How I wish you could have seen Christmas here! It was perhaps the nicest one we have ever had. I think with particular pleasure of the night when Far House acted out their carol in the dining room, “The Twelve Days of Christmas”, in a very stately fashion, using the balcony as a stage, offering their gifts of colley (sic) birds, and goldie rings, and ladies dancing and asses racing and all the rest, to a beautiful lady in a medieval yellow gown and pointed cap, while below the singer and two dulcimer players, also in Boutet de Monvel costumes, made the music. This was followed by wassalers (sic) and waits from the Boys House, bringing the Yule Log and opening the Christmas Pie, which contained balloons and paper streamers for all the tables, and then came Santa, announcing himself with a storm of peanuts, confetti and balloons from the balcony. The presents from every house were tied up in big baskets in vari-colored tissue paper, help aloft by Santa Claus and announced, while the hundred children below shrieked with delight. Then there was a perfect carnival of balloons, confetti, and paper streamers.

The last night the children were here, we had the beautiful Nativity Play in the church, which was one of the loveliest things that ever could be. I am so much interested, whenever I see a choice list of Christmas music, presented by the English Singers, or Appleton Chapel, or some big city church, to find how many of our own carols make up the list. Through these years, we seem to have accumulated about the cream of Christmas music. Don’t you think you’d better come down some time?

It is splendid news that Mrs. Martin is so well. I am just delighted. I hope all goes well with the households of Darwin and Dorothy.

With warmest New Year’s wishes to you,
Very Sincerely yours,

TRANSCRIPTION: 1928-01-09, one page. [martin_001.jpg]


Jan. 9, 1928

Mrs. Ethel Zande,
Pine Mountain Settlement School, Inc.,
Pine Mountain, Ky.

Dear Mrs. Zande:

Your letter of 6th carefully noted. I am most pleased with your report of your trip and safe return with reassuring news.

I am pleased, too, to note that G.W. Miller of Larkin Co., misinformed me of the piano case. I am sure he said golden oak.
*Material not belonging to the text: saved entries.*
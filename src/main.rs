//! Binary entry point: resolve the data directory, start file logging, make
//! sure the schema exists, and drive the Ratatui event loop until the user
//! exits.
use anyhow::Context;
use log::info;
use workout_log::config::AppPaths;
use workout_log::logging::init_file_logger;
use workout_log::{run_app, App, NavigationController, WorkoutStore};

/// Returning a `Result` bubbles up fatal initialization problems (for example
/// an unwritable data directory) to the terminal instead of crashing silently.
fn main() -> anyhow::Result<()> {
    let paths = AppPaths::resolve()?;
    paths.ensure_dir()?;
    init_file_logger(&paths.log_path())?;
    info!("starting with data in {}", paths.data_dir.display());

    let store = WorkoutStore::new(paths.db_path());
    store
        .create_tables()
        .context("failed to initialise the workout database")?;
    let controller =
        NavigationController::new(store).context("failed to load the calendar")?;

    let mut app = App::new(controller);
    let result = run_app(&mut app);
    info!("shutting down");
    result
}
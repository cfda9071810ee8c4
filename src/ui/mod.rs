//! Ratatui front-end. It turns key presses into navigation events and draws
//! whatever screen the controller currently holds; it never talks to the
//! store directly.

mod app;
mod forms;
mod helpers;
mod screens;
mod terminal;

pub use app::App;
pub use terminal::run_app;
We have at home a Decker Brothers upright piano thirty years old with very fine burled walnut case. Moths have consumed the felts. Mrs. Martin is planning to have it refelted and thoroughly renovated, then boxed and shipped to you. I think, therefore, it will come along within a few months. We will be glad to know that it is installed in the schoolhouse.

Thank you ever so much for the delightful report of your merry Christmas. I heard the English Singers here last winter and may again late this month.

I am astonished that you have had fourteen below zero. Buffalo has quite a reputation for weather but our low record is fourteen below and that only once — in 1884.

Yours very truly,
[signed] Darwin D. Martin

TRANSCRIPTION: 1928-01-12, one page. [martin_003.jpg]


Jan. 12, 1928.

Mrs. Ethel Zande,
Pine Mountain Settlement School, Inc.,
Pine Mountain, Ky.

Dear Mrs. Zande:
Here is the catalog of Childs non-freezing fire extinguishers. See page 24.

The Model A pressure extinguisher will cost $25.50 fob probably factory, hold 2 1/2 gal. water, and when exhausted at a fire require a new charge before it can be used again. The charge must be replaced every year and costs $3.87 1/2.

The “Childs” costs $14, hold 5 gal. water and can be used over and over at a fire by refilling with water. The non-freezing charge costs $2.55 and lasts two years. The “A” weighs 40 lbs., the “Childs” 65 lb.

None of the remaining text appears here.